__What to do__
Every line of the data below that holds the string "Option" needs to be reported.

———

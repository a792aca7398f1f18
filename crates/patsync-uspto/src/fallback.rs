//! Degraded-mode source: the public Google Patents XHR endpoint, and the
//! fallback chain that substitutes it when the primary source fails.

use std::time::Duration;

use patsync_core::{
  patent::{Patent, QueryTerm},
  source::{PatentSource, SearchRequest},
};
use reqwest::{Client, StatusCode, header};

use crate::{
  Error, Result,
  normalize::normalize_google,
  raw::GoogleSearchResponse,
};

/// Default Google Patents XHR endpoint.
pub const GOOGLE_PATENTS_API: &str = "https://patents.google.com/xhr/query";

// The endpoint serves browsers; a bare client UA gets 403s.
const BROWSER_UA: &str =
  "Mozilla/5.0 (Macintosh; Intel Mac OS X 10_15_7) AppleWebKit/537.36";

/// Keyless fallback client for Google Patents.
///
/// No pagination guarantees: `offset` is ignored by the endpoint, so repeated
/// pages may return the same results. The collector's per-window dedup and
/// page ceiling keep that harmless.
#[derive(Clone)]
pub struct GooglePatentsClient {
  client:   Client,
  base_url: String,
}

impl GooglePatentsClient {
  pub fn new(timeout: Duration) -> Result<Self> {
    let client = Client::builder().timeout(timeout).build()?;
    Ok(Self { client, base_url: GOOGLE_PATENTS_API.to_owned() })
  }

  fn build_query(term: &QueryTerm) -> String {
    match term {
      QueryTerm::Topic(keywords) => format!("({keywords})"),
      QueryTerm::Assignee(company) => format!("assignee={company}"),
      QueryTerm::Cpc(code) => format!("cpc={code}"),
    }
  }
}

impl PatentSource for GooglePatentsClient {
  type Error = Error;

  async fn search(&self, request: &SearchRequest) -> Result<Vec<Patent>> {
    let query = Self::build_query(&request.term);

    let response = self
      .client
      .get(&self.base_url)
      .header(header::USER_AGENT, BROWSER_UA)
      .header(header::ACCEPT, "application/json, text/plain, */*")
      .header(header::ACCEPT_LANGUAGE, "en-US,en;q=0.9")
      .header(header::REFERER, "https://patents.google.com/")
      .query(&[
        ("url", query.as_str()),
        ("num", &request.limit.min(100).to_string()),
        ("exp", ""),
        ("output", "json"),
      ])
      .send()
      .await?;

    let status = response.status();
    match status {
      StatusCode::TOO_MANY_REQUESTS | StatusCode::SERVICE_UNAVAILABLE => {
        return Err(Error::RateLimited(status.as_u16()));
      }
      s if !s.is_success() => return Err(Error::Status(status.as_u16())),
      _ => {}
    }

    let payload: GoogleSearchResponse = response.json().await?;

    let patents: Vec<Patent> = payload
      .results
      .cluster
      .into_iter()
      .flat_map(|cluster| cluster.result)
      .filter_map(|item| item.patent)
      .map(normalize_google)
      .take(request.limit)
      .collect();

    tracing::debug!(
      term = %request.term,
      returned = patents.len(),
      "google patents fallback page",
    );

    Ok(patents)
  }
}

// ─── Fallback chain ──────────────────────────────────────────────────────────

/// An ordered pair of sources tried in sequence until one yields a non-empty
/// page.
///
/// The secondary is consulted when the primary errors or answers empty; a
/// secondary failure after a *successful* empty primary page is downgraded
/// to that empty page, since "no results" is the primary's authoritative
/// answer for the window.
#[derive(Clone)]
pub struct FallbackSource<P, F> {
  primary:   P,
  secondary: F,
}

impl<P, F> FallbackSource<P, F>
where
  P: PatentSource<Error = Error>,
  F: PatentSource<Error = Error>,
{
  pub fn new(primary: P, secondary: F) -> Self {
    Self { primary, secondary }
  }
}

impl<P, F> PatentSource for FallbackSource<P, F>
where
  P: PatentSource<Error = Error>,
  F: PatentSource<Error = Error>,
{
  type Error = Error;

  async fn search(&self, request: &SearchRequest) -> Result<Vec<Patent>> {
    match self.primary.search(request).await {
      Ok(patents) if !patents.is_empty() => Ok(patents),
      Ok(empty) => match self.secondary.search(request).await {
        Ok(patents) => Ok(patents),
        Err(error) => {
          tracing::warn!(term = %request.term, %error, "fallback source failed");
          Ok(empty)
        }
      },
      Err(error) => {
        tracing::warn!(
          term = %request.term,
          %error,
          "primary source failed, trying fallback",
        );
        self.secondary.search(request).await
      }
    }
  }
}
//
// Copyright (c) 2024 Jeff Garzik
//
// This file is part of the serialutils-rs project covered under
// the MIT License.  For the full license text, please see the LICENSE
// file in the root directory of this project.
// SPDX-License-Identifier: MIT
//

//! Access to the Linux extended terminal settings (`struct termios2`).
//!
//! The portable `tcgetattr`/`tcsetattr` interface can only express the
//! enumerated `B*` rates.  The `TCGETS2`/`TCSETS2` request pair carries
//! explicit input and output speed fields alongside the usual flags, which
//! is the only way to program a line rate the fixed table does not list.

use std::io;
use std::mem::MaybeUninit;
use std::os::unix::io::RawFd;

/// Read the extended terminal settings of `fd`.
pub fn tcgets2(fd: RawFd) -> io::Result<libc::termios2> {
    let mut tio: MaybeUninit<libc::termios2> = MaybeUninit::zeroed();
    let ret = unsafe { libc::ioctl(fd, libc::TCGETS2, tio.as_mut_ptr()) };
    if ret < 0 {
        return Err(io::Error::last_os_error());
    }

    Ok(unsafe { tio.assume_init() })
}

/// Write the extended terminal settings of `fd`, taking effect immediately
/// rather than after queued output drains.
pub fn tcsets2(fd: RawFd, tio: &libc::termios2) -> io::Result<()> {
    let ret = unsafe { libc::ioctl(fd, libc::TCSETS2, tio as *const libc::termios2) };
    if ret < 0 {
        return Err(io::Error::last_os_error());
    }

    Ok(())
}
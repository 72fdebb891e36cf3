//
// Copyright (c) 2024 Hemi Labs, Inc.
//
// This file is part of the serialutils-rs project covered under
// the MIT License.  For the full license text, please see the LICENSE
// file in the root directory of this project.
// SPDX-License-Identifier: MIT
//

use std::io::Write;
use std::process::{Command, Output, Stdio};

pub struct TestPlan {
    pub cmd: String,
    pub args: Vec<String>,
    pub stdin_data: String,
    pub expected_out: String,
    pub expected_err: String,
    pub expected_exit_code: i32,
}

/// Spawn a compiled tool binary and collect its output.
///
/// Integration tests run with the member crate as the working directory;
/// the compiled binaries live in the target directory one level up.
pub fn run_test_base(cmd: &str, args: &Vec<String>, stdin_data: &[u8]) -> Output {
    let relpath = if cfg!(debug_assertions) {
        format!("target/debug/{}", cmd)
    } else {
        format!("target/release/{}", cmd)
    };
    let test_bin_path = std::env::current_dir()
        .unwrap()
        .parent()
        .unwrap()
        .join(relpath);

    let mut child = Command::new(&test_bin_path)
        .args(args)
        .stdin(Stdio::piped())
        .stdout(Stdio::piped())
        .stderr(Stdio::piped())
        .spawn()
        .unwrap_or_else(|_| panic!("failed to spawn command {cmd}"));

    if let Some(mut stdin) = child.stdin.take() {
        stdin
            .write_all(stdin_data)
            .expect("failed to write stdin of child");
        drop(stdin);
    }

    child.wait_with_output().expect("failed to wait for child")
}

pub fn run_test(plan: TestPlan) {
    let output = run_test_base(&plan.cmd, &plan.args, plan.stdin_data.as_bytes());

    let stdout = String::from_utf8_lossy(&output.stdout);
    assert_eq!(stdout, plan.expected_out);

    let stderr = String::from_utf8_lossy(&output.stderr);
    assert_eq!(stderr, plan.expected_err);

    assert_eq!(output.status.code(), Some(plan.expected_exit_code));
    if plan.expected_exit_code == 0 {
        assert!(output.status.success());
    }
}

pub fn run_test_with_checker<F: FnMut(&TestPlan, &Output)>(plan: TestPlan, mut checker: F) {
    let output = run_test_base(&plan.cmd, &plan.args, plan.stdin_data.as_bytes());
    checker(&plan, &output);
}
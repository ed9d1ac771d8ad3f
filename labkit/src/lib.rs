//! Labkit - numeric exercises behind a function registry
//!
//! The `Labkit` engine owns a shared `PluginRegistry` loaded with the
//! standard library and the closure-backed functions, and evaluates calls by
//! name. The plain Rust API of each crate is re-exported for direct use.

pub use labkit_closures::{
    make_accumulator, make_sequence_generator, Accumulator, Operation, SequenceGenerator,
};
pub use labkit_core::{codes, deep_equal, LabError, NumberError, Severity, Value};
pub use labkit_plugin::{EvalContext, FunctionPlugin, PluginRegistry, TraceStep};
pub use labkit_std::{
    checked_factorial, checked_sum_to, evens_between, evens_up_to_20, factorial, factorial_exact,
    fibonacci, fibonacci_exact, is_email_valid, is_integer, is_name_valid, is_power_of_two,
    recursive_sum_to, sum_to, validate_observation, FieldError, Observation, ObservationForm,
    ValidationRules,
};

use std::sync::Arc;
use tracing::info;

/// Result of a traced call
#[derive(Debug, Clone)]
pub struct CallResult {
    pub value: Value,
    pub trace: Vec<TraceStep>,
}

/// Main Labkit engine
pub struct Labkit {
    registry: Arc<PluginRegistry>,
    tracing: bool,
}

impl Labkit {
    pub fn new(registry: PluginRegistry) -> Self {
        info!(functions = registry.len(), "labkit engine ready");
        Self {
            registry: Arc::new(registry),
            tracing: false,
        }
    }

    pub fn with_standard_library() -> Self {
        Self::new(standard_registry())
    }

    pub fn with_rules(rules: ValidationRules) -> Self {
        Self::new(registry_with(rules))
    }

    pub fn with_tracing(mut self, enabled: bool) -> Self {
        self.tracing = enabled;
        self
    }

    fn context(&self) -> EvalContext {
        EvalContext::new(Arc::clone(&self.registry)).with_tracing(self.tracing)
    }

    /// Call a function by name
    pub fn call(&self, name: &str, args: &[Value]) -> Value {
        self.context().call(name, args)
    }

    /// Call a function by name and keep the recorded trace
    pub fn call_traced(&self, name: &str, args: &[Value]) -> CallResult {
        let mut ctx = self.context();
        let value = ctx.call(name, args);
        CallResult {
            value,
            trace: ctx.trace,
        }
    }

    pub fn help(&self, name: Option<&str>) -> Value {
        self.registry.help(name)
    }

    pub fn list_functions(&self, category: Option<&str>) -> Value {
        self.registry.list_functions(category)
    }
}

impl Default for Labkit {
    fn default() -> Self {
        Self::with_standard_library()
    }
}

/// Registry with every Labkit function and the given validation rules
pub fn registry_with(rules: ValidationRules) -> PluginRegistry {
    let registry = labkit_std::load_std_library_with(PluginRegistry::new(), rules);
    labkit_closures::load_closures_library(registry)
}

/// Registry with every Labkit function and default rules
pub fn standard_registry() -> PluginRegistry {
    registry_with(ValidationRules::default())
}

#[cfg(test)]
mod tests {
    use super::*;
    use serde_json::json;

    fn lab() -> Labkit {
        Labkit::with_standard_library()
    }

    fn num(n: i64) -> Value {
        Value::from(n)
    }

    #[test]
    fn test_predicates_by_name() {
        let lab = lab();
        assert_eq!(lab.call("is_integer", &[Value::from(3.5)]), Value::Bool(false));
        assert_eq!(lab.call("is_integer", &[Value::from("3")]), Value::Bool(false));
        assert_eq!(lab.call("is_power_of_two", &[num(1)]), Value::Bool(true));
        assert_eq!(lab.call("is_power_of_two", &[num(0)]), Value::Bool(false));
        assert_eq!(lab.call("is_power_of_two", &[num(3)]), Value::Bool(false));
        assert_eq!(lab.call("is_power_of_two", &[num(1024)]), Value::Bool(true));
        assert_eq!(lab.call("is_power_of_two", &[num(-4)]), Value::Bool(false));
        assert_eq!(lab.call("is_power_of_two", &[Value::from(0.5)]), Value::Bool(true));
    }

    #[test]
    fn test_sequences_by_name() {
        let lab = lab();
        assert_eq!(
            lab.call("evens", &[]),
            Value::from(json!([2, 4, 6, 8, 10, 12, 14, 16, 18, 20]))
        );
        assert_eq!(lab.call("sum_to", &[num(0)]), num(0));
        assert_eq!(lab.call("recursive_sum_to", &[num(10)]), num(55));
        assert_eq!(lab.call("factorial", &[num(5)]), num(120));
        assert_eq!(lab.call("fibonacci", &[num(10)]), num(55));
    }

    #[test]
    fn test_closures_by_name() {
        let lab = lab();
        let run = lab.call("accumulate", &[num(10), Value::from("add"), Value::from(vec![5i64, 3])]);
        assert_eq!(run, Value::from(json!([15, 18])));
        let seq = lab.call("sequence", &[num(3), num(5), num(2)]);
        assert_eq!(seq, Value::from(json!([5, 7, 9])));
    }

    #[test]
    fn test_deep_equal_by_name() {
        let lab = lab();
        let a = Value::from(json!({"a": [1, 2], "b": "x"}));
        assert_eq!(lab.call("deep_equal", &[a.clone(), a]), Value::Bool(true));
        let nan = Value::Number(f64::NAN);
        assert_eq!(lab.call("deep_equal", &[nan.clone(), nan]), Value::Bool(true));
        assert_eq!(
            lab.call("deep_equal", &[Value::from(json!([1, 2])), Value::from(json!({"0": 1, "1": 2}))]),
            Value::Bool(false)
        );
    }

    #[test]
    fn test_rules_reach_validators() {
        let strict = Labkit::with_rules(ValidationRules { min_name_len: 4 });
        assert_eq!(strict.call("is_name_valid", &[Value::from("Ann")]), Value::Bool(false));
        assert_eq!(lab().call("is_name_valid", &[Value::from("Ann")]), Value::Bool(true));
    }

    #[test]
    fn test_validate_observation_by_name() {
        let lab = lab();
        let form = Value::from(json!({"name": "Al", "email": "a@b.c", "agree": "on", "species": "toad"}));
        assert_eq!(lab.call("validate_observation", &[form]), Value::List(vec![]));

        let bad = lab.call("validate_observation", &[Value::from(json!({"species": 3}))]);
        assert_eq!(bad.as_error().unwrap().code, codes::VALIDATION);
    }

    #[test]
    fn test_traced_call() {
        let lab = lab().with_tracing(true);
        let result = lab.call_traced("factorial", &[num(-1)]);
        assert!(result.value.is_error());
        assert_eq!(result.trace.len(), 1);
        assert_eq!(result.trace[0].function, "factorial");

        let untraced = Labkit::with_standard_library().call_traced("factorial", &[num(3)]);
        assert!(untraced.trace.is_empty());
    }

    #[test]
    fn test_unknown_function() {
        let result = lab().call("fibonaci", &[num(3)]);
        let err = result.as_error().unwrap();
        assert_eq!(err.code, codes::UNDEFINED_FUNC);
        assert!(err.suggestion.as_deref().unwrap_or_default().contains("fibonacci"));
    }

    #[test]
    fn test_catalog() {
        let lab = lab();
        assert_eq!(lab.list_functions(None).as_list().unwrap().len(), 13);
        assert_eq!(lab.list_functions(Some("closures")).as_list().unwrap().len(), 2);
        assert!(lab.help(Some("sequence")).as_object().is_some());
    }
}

———

__Solution for this problem__
    pub fn help(&self, name: Option<&str>) -> Value {
    pub fn list_functions(&self, category: Option<&str>) -> Value {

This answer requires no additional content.